The Olympus 150-400 looks like an entirely different beast than the Pana/Leica 100-400. The build quality looks like it will be much more robust, and I'm hoping for image quality comparable to the 300 f/4. I think the price will be in a different league as well. I wouldn't be surprised if it was 2 or 3 times the price of the Panasonic lens -- or maybe more.

Rick

I can see these being used with the big new Olympus camera as the "Long Tom Kit", being kept in the cupboard until needed or perhaps only being hired occasionally.

I believe that newspapers would often have a long tom kit that got hauled out for balcony shots at Buckingham Palace and the like, back when large format was used for press work.

The question I ask is this:

what does that give me today that I can't achieve with a D500, 200-500E and TC14EIII? or a D500 and Sigma 150-600 Sport?

Now an E-M1.2 with the 150-400 will likely be smaller & lighter (Depending on lens spec). The E-M1X won't be.

This gets even worse once you start looking at Nikon's PF lenses, which are tiny and superb. A D7500 + 300PF+TC14EIII is a smaller and more flexible long lens kit that no m43 option can match.

PS, Nikon did provide a way to turn your 600/4 into a 1200/4 on the D7100 and D7200

Both feature a 1.3x crop mode at ~16MP mode (2x crop once you factor in the DX crop factor as well) which essentially turns them into a 4/3rds equivalent, albeit in 3:2 aspect ratio.

Few used it, despite it also gaining fps and buffer on these bodies.

.....or ‘Big Bertha’ in all her various incarnations...

A minor niggle about crop sensors and “reach”. The intertubes are crowded with the virtues of crop sensors for wildlife photography. On the face of it a crop sensor will get you “closer” to your subject but and here is the rub: it depends on both your sensor size and pixel density.

By way of demonstration a 50 MP full frame sensor (35mm) with when cropped down to APS-C (1.6) size contains 31 MP of “information” and down to Micro 4/3: 25 MP. The corollary is that a Micro 4/3 camera would require a sensor of 25 MP and Canon’s APS-C 31 MP to match the detail contained in an image taken with the 50 MP sensor of Canon’s 5Ds. I’m not aware of any crop sensor cameras that meet that.

Of course, there a many reasons why a crop sensor camera might be a better choice over a 50 MP full frame camera: body weight, lens size, frame rate etc but “reach” isn’t necessarily one of them.
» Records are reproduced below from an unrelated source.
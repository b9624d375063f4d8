//! `DynSolValue` -> JSON.
//!
//! Integer and byte-like values become `0x` hex strings: integers as minimal
//! quantities (`-0x..` when negative), bytes with every byte kept. Arrays are
//! converted element-wise. Addresses are EIP-55 checksummed, tuples become
//! JSON arrays, and bool/string keep their natural JSON form.

use alloy_dyn_abi::DynSolValue;
use alloy_primitives::{I256, U256};
use codec_utils::hex::{prefixed_hex, quantity_from_be_bytes};
use serde_json::Value;

pub fn normalize(value: &DynSolValue) -> Value {
    match value {
        DynSolValue::Bool(b) => Value::Bool(*b),
        DynSolValue::Int(i, _) => Value::String(int_hex(*i)),
        DynSolValue::Uint(u, _) => Value::String(uint_hex(*u)),
        DynSolValue::FixedBytes(word, size) => Value::String(prefixed_hex(&word[..*size])),
        DynSolValue::Bytes(b) => Value::String(prefixed_hex(b)),
        DynSolValue::Function(f) => Value::String(prefixed_hex(f.as_slice())),
        DynSolValue::Address(a) => Value::String(a.to_checksum(None)),
        DynSolValue::String(s) => Value::String(s.clone()),
        DynSolValue::Array(items) | DynSolValue::FixedArray(items) | DynSolValue::Tuple(items) => {
            Value::Array(items.iter().map(normalize).collect())
        }
        #[allow(unreachable_patterns)]
        other => Value::String(prefixed_hex(&other.abi_encode())),
    }
}

fn uint_hex(value: U256) -> String {
    quantity_from_be_bytes(&value.to_be_bytes::<32>())
}

fn int_hex(value: I256) -> String {
    let magnitude = uint_hex(value.unsigned_abs());
    if value.is_negative() {
        format!("-{magnitude}")
    } else {
        magnitude
    }
}
use chain_tx::DecodeOptions;
use serde::{Deserialize, Serialize};

use crate::error::DecoderError;

/// Decoder configuration, loadable from JSON.
///
/// `chain_id` is only a fallback: it is used for legacy signing preimages
/// when the signature does not carry an EIP-155 chain id (unsigned or
/// pre-EIP-155 payloads). Any non-zero id is accepted.
#[derive(Debug, Clone, Copy, PartialEq, Eq, Serialize, Deserialize)]
#[serde(rename_all = "camelCase", default, deny_unknown_fields)]
pub struct DecoderConfig {
    pub chain_id: u64,
}

impl Default for DecoderConfig {
    fn default() -> Self {
        Self {
            chain_id: DecodeOptions::default().chain_id,
        }
    }
}

impl DecoderConfig {
    pub fn new(chain_id: u64) -> Result<Self, DecoderError> {
        let config = Self { chain_id };
        config.validate()?;
        Ok(config)
    }

    /// Parses and validates a JSON config. Missing fields take defaults.
    pub fn from_json(json: &str) -> Result<Self, DecoderError> {
        let config: Self = serde_json::from_str(json)?;
        config.validate()?;
        Ok(config)
    }

    /// Chain id 0 is reserved and never valid in a signing preimage.
    pub fn validate(&self) -> Result<(), DecoderError> {
        if self.chain_id == 0 {
            return Err(DecoderError::InvalidChainId(0));
        }
        Ok(())
    }

    pub fn decode_options(&self) -> DecodeOptions {
        DecodeOptions {
            chain_id: self.chain_id,
        }
    }
}
#[cfg(test)]
mod tests {
    use super::*;
    use crate::index::fixtures::TOKEN_ABI;
    use alloy_primitives::{address, b256, keccak256, Address, U256};
    use serde_json::json;

    const TRANSFER_TOPIC: &str = "0xddf252ad1be2c89b69c2b068fc378daa952ba7f163c4a11628f55a4df523b3ef";
    const FROM: Address = address!("5aaeb6053f3e94c9b9a09f33669435e7ef1beaed");
    const TO: Address = address!("fb6916095ca1df60bb79ce92ce3ea74c37c5d359");

    fn decoder() -> LogDecoder {
        LogDecoder::from_json(TOKEN_ABI).unwrap()
    }

    fn word(value: u64) -> Vec<u8> {
        U256::from(value).to_be_bytes::<32>().to_vec()
    }

    fn transfer_log(value: u64) -> Value {
        json!({
            "address": "0x00000000000000000000000000000000000000aa",
            "topics": [
                TRANSFER_TOPIC,
                prefixed_hex(FROM.into_word().as_slice()),
                prefixed_hex(TO.into_word().as_slice()),
            ],
            "data": prefixed_hex(&word(value)),
            "blockNumber": "0x10",
            "logIndex": "0x2"
        })
    }

    fn foreign_log() -> Value {
        json!({
            "address": "0x00000000000000000000000000000000000000BB",
            "topics": [format!("0x{}", "11".repeat(32))],
            "data": "0xABCD",
            "logIndex": "0x1"
        })
    }

    #[test]
    fn decodes_transfer_with_indexed_addresses() {
        let entry = decoder().decode_log(transfer_log(1_000));
        let LogEntry::Decoded(decoded) = entry else {
            panic!("expected decoded log");
        };
        assert_eq!(decoded.event.name, "Transfer");
        assert_eq!(decoded.event.types, ["address", "address", "uint256"]);
        let keys: Vec<_> = decoded.event.args.keys().map(String::as_str).collect();
        assert_eq!(keys, ["from", "to", "value"]);
        assert_eq!(decoded.event.args["from"], json!(FROM.to_checksum(None)));
        assert_eq!(decoded.event.args["to"], json!(TO.to_checksum(None)));
        assert_eq!(decoded.event.args["value"], json!("0x3e8"));
        assert_eq!(Value::Object(decoded.log), transfer_log(1_000));
    }

    #[test]
    fn decoded_log_keeps_original_fields_in_json() {
        let original = transfer_log(1);
        let json = serde_json::to_value(decoder().decode_log(original.clone())).unwrap();
        for (key, value) in original.as_object().unwrap() {
            assert_eq!(&json[key], value, "{key} changed");
        }
        assert_eq!(json["event"], "Transfer");
        assert_eq!(json["eventName"], "Transfer");
        assert_eq!(json["types"], json!(["address", "address", "uint256"]));
        assert_eq!(json["args"]["value"], "0x1");
    }

    #[test]
    fn existing_event_field_is_kept() {
        let mut log = transfer_log(1);
        log["event"] = json!("NodeLabel");
        let json = serde_json::to_value(decoder().decode_log(log)).unwrap();
        assert_eq!(json["event"], "NodeLabel");
        assert_eq!(json["eventName"], "Transfer");
    }

    #[test]
    fn unknown_topic_passes_through_untouched() {
        let entry = decoder().decode_log(foreign_log());
        assert_eq!(entry, LogEntry::Raw(foreign_log()));

        let json = serde_json::to_value(&entry).unwrap();
        assert_eq!(json, foreign_log());
        assert_eq!(json["data"], "0xABCD");
        for added in ["event", "eventName", "types", "args"] {
            assert!(json.get(added).is_none());
        }
    }

    #[test]
    fn unreadable_logs_pass_through() {
        let logs = [
            json!({"topics": ["0x11"], "data": "0x", "logIndex": "0x1"}),
            json!({"topics": "nope"}),
            json!({"data": "0x"}),
            json!({"topics": []}),
            json!("not an object"),
        ];
        for log in logs {
            assert_eq!(decoder().decode_log(log.clone()), LogEntry::Raw(log));
        }
    }

    #[test]
    fn strict_path_reports_misses() {
        assert_eq!(
            decoder().decode_log_strict(foreign_log()).unwrap_err(),
            AbiError::UnknownEventSignature(format!("0x{}", "11".repeat(32)))
        );
        assert_eq!(
            decoder().decode_log_strict(json!({"topics": []})).unwrap_err(),
            AbiError::MissingTopics
        );
        assert!(matches!(
            decoder().decode_log_strict(json!({"topics": ["0x11"]})).unwrap_err(),
            AbiError::MalformedLog(_)
        ));
        assert!(matches!(
            decoder().decode_log_strict(json!([])).unwrap_err(),
            AbiError::MalformedLog(_)
        ));
    }

    #[test]
    fn matched_event_with_bad_data_passes_through() {
        let mut log = transfer_log(1);
        log["data"] = json!("0x0102");
        assert_eq!(decoder().decode_log(log.clone()), LogEntry::Raw(log.clone()));
        assert!(matches!(
            decoder().decode_log_strict(log).unwrap_err(),
            AbiError::Decode(_)
        ));
    }

    #[test]
    fn wrong_indexed_topic_count_is_a_decode_error() {
        let mut log = transfer_log(1);
        log["topics"].as_array_mut().unwrap().pop();
        assert!(matches!(
            decoder().decode_log_strict(log).unwrap_err(),
            AbiError::Decode(_)
        ));
    }

    #[test]
    fn indexed_string_is_returned_as_topic_hash() {
        let index = AbiIndex::from_json(TOKEN_ABI).unwrap();
        let topic0 = index.event_topic("Labelled").unwrap();
        let label_hash = keccak256("wan");

        let event = LogDecoder::new(Arc::new(index))
            .decode_event(&[topic0, label_hash], &word(5))
            .unwrap();
        assert_eq!(event.name, "Labelled");
        assert_eq!(event.args["label"], json!(prefixed_hex(label_hash.as_slice())));
        assert_eq!(event.args["count"], json!("0x5"));
    }

    #[test]
    fn decode_event_from_parsed_topics() {
        let topic0 = b256!("ddf252ad1be2c89b69c2b068fc378daa952ba7f163c4a11628f55a4df523b3ef");
        let event = decoder()
            .decode_event(&[topic0, FROM.into_word(), TO.into_word()], &word(7))
            .unwrap();
        assert_eq!(event.args["value"], json!("0x7"));
        assert_eq!(decoder().decode_event(&[], &[]).unwrap_err(), AbiError::MissingTopics);
    }

    #[test]
    fn batch_survives_malformed_foreign_log() {
        let malformed = json!({"topics": ["0x11"], "data": "0x", "logIndex": "0x1"});
        let entries = decoder().decode_logs(vec![
            transfer_log(1),
            malformed.clone(),
            foreign_log(),
            transfer_log(3),
        ]);
        let decoded: Vec<_> = entries.iter().map(LogEntry::is_decoded).collect();
        assert_eq!(decoded, [true, false, false, true]);
        assert_eq!(entries[1], LogEntry::Raw(malformed));
        assert_eq!(entries[2], LogEntry::Raw(foreign_log()));
    }
}
use alloy_primitives::{Address, B256, U256};
use k256::ecdsa::{RecoveryId, Signature, VerifyingKey};
use sha3::{Digest, Keccak256};

use crate::error::TxError;

/// Derives the Ethereum address of an uncompressed secp256k1 public key
/// (65 bytes, starting with 0x04).
///
/// The address is the last 20 bytes of the Keccak-256 hash of the 64-byte key
/// without its 0x04 prefix.
pub fn pubkey_to_address(uncompressed_pubkey: &[u8]) -> Result<Address, TxError> {
    if uncompressed_pubkey.len() != 65 || uncompressed_pubkey[0] != 0x04 {
        return Err(TxError::InvalidSignature(
            "recovered key is not an uncompressed point".into(),
        ));
    }

    let hash = Keccak256::digest(&uncompressed_pubkey[1..]);
    Ok(Address::from_slice(&hash[12..]))
}

/// Recovers the signer address from a 32-byte prehash and an ECDSA
/// signature split into recovery id, r and s.
pub fn recover_sender(
    prehash: &B256,
    recovery_id: u8,
    r: U256,
    s: U256,
) -> Result<Address, TxError> {
    let r_bytes: [u8; 32] = r.to_be_bytes();
    let s_bytes: [u8; 32] = s.to_be_bytes();

    let sig = Signature::from_scalars(r_bytes, s_bytes)
        .map_err(|e| TxError::InvalidSignature(format!("bad r/s: {e}")))?;
    let recid = RecoveryId::from_byte(recovery_id)
        .ok_or_else(|| TxError::InvalidSignature(format!("bad recovery id {recovery_id}")))?;

    let key = VerifyingKey::recover_from_prehash(prehash.as_slice(), &sig, recid)
        .map_err(|e| TxError::InvalidSignature(format!("recovery failed: {e}")))?;

    pubkey_to_address(key.to_encoded_point(false).as_bytes())
}

/// Applies EIP-55 mixed-case checksum encoding to an address.
pub fn checksum_address(address: &Address) -> String {
    let hex_part = hex::encode(address.as_slice());

    // EIP-55: hash the lowercase hex address (without 0x).
    let hash = Keccak256::digest(hex_part.as_bytes());

    let mut checksummed = String::with_capacity(42);
    checksummed.push_str("0x");

    for (i, c) in hex_part.chars().enumerate() {
        // High nibble for even positions, low nibble for odd.
        let nibble = if i % 2 == 0 {
            hash[i / 2] >> 4
        } else {
            hash[i / 2] & 0x0f
        };
        if c.is_ascii_alphabetic() && nibble >= 8 {
            checksummed.push(c.to_ascii_uppercase());
        } else {
            checksummed.push(c);
        }
    }

    checksummed
}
But why in the name of all that's holy is it WHITE? Canon envy? That's all I can think of. 'Cause if you're a wildlife shooter (one of the target markets), of course what you REALLY want is a white lens visible amongst all that greenery you're hiding in..

Mahn England:

You are correct that it is pixels on the subject that largely matter for reach, given reasonably equivalent pixel pitch.

However no FF body has the pixel density of the typical 24MP APS-C sensor used in most 1.5x crop APS-C cameras.

Nikon's D850 and Z7 crop down to 19MP at 1.5x crop. The 50MP 5Ds is actually 19.6MP at 1.6x crop, not 31MP (that's APS-H 1.3x crop mode). 2x crop would be 12.6MP (m43 equivalent, but 3:2)

If scaled up to FF, the common 24MP Sony 1.5x sensor would be 54MP and the 20MP m43 sensor would scale to 80mp (4:3 ratio FF-equivalent).